Your task: Among the lines of data below, reproduce only those from the one with "Divide if y" through the one with "GreaterThan => Ok(Object::boolean(x", exactly as they stand, both ends included.
*** Given entries Section Begins ***
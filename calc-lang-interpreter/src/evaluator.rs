use std::rc::Rc;

use crate::environment::Environment;
use crate::object::{EvaluationError, NativeFunction, Object};
use calc_lang_core::ast;
use calc_lang_core::ast::Expression;
use calc_lang_core::lexer::Tokenizer;
use calc_lang_core::parser::Parser;

/// Name bound to the result of the last successful evaluation.
pub const ANS: &str = "ans";

/// An interactive session: one environment, evaluated one line at a time.
pub struct Evaluator {
    environment: Environment,
}

impl Evaluator {
    pub fn new() -> Self {
        Self {
            environment: Environment::with_builtins(),
        }
    }

    pub fn environment(&self) -> &Environment {
        &self.environment
    }

    /// Tokenizes, parses and evaluates `line`.
    ///
    /// Failures come back as an [`Object::Error`]; syntax errors are folded
    /// into a single one. A line that only assigns produces [`Object::Null`].
    /// `ans` is rebound whenever a value (not an error) is produced.
    pub fn evaluate(&mut self, line: &str) -> Rc<Object> {
        let mut parser = Parser::new(Tokenizer::new(line));
        let program = parser.parse_program();
        if parser.has_errors() {
            return Object::error(EvaluationError::SyntaxError(parser.errors().to_vec()));
        }

        match eval_program(&program, &mut self.environment) {
            Ok(Some(value)) => {
                self.environment.set(ANS.into(), value.clone());
                value
            }
            Ok(None) => Object::null(),
            Err(error) => Object::error(error),
        }
    }
}

impl Default for Evaluator {
    fn default() -> Self {
        Self::new()
    }
}

/// Evaluates statements in order. The result is the value of the last
/// statement, or `None` when that statement is an assignment. The first
/// error stops evaluation.
pub fn eval_program(
    program: &ast::Program,
    environment: &mut Environment,
) -> Result<Option<Rc<Object>>, EvaluationError> {
    let mut output = None;
    for statement in &program.statements {
        output = eval_statement(statement, environment)?;
    }
    Ok(output)
}

fn eval_statement(
    statement: &ast::Statement,
    environment: &mut Environment,
) -> Result<Option<Rc<Object>>, EvaluationError> {
    match statement {
        ast::Statement::Expression(expression) => {
            eval_expression(expression, environment).map(Some)
        }
        ast::Statement::Assignment(statement) => {
            eval_assignment_statement(statement, environment)?;
            Ok(None)
        }
    }
}

fn eval_assignment_statement(
    statement: &ast::AssignmentStatement,
    environment: &mut Environment,
) -> Result<(), EvaluationError> {
    let value = eval_expression(&statement.value, environment)?;
    environment.set(statement.identifier.name.clone(), value);
    Ok(())
}

fn eval_identifier(
    identifier: &ast::Identifier,
    environment: &Environment,
) -> Result<Rc<Object>, EvaluationError> {
    environment
        .get(&identifier.name)
        .ok_or_else(|| EvaluationError::UnknownIdentifier(identifier.name.clone()))
}

fn eval_expression(
    expression: &Expression,
    environment: &mut Environment,
) -> Result<Rc<Object>, EvaluationError> {
    match expression {
        Expression::FloatLiteral(value) => Ok(Object::number(*value)),
        Expression::BooleanLiteral(value) => Ok(Object::boolean(*value)),
        Expression::ListLiteral(list) => Ok(Object::list(eval_expressions(list, environment)?)),
        Expression::Identifier(identifier) => eval_identifier(identifier, environment),
        Expression::PrefixOperation(kind, expression) => {
            let right = eval_expression(expression, environment)?;
            eval_prefix_operation(*kind, right)
        }
        Expression::InfixOperation(kind, left, right) => {
            // right operand first
            let right = eval_expression(right, environment)?;
            let left = eval_expression(left, environment)?;
            eval_infix_operation(*kind, left, right)
        }
        Expression::CallExpression {
            function,
            arguments,
        } => {
            let callee = eval_expression(function, environment)?;
            if let Object::NativeFunction(function) = callee.as_ref() {
                return eval_call_native_function(function, arguments, environment);
            }
            // calling anything else yields the callee itself
            Ok(callee)
        }
    }
}

fn eval_call_native_function(
    function: &NativeFunction,
    arguments: &[Expression],
    environment: &mut Environment,
) -> Result<Rc<Object>, EvaluationError> {
    let arguments = match eval_expressions(arguments, environment) {
        Ok(arguments) => arguments,
        Err(error) if function.receives_errors && arguments.len() == 1 => {
            vec![Object::error(error)]
        }
        Err(error) => return Err(error),
    };
    (function.func)(&arguments, environment)
}

fn eval_expressions(
    expressions: &[Expression],
    environment: &mut Environment,
) -> Result<Vec<Rc<Object>>, EvaluationError> {
    let mut result = Vec::with_capacity(expressions.len());
    for expression in expressions {
        result.push(eval_expression(expression, environment)?);
    }
    Ok(result)
}

fn eval_prefix_operation(
    kind: ast::PrefixOperationKind,
    right: Rc<Object>,
) -> Result<Rc<Object>, EvaluationError> {
    match (kind, right.as_ref()) {
        (ast::PrefixOperationKind::Bang, Object::Boolean(value)) => Ok(Object::boolean(!value)),
        (ast::PrefixOperationKind::Minus, Object::Number(value)) => Ok(Object::number(-value)),
        _ => Err(EvaluationError::UnknownPrefixOperator {
            operation: kind,
            right: right.kind(),
        }),
    }
}

fn eval_infix_operation(
    kind: ast::InfixOperationKind,
    left: Rc<Object>,
    right: Rc<Object>,
) -> Result<Rc<Object>, EvaluationError> {
    match (left.as_ref(), right.as_ref()) {
        (Object::Number(x), Object::Number(y)) => {
            eval_number_infix_operation(kind, *x, *y, &left, &right)
        }
        (Object::Boolean(x), Object::Boolean(y)) => {
            eval_boolean_infix_operation(kind, *x, *y, &left, &right)
        }
        _ => Err(unknown_infix_operator(kind, &left, &right)),
    }
}

fn unknown_infix_operator(
    kind: ast::InfixOperationKind,
    left: &Rc<Object>,
    right: &Rc<Object>,
) -> EvaluationError {
    EvaluationError::UnknownInfixOperator {
        left: left.kind(),
        operation: kind,
        right: right.kind(),
    }
}

fn eval_number_infix_operation(
    kind: ast::InfixOperationKind,
    x: f64,
    y: f64,
    left: &Rc<Object>,
    right: &Rc<Object>,
) -> Result<Rc<Object>, EvaluationError> {
    use ast::InfixOperationKind::*;
    match kind {
        Plus => Ok(Object::number(x + y)),
        Minus => Ok(Object::number(x - y)),
        Multiply => Ok(Object::number(x * y)),
        Divide if y == 0.0 => Err(EvaluationError::DivideByZero {
            left: left.clone(),
            right: right.clone(),
        }),
        Divide => Ok(Object::number(x / y)),
        Power => Ok(Object::number(x.powf(y))),
        Equal => Ok(Object::boolean(x == y)),
        NotEqual => Ok(Object::boolean(x != y)),
        LessThan => Ok(Object::boolean(x < y)),
        LessEqual => Ok(Object::boolean(x <= y)),
        GreaterThan => Ok(Object::boolean(x > y)),
        GreaterEqual => Ok(Object::boolean(x >= y)),
        And | Or => Err(unknown_infix_operator(kind, left, right)),
    }
}

fn eval_boolean_infix_operation(
    kind: ast::InfixOperationKind,
    x: bool,
    y: bool,
    left: &Rc<Object>,
    right: &Rc<Object>,
) -> Result<Rc<Object>, EvaluationError> {
    use ast::InfixOperationKind::*;
    match kind {
        Equal => Ok(Object::boolean(x == y)),
        NotEqual => Ok(Object::boolean(x != y)),
        And => Ok(Object::boolean(x && y)),
        Or => Ok(Object::boolean(x || y)),
        _ => Err(unknown_infix_operator(kind, left, right)),
    }
}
*** Given entries Section Ends ***
Task solution:
        Divide if y == 0.0 => Err(EvaluationError::DivideByZero {
            left: left.clone(),
            right: right.clone(),
        }),
        Divide => Ok(Object::number(x / y)),
        Power => Ok(Object::number(x.powf(y))),
        Equal => Ok(Object::boolean(x == y)),
        NotEqual => Ok(Object::boolean(x != y)),
        LessThan => Ok(Object::boolean(x < y)),
        LessEqual => Ok(Object::boolean(x <= y)),
        GreaterThan => Ok(Object::boolean(x > y)),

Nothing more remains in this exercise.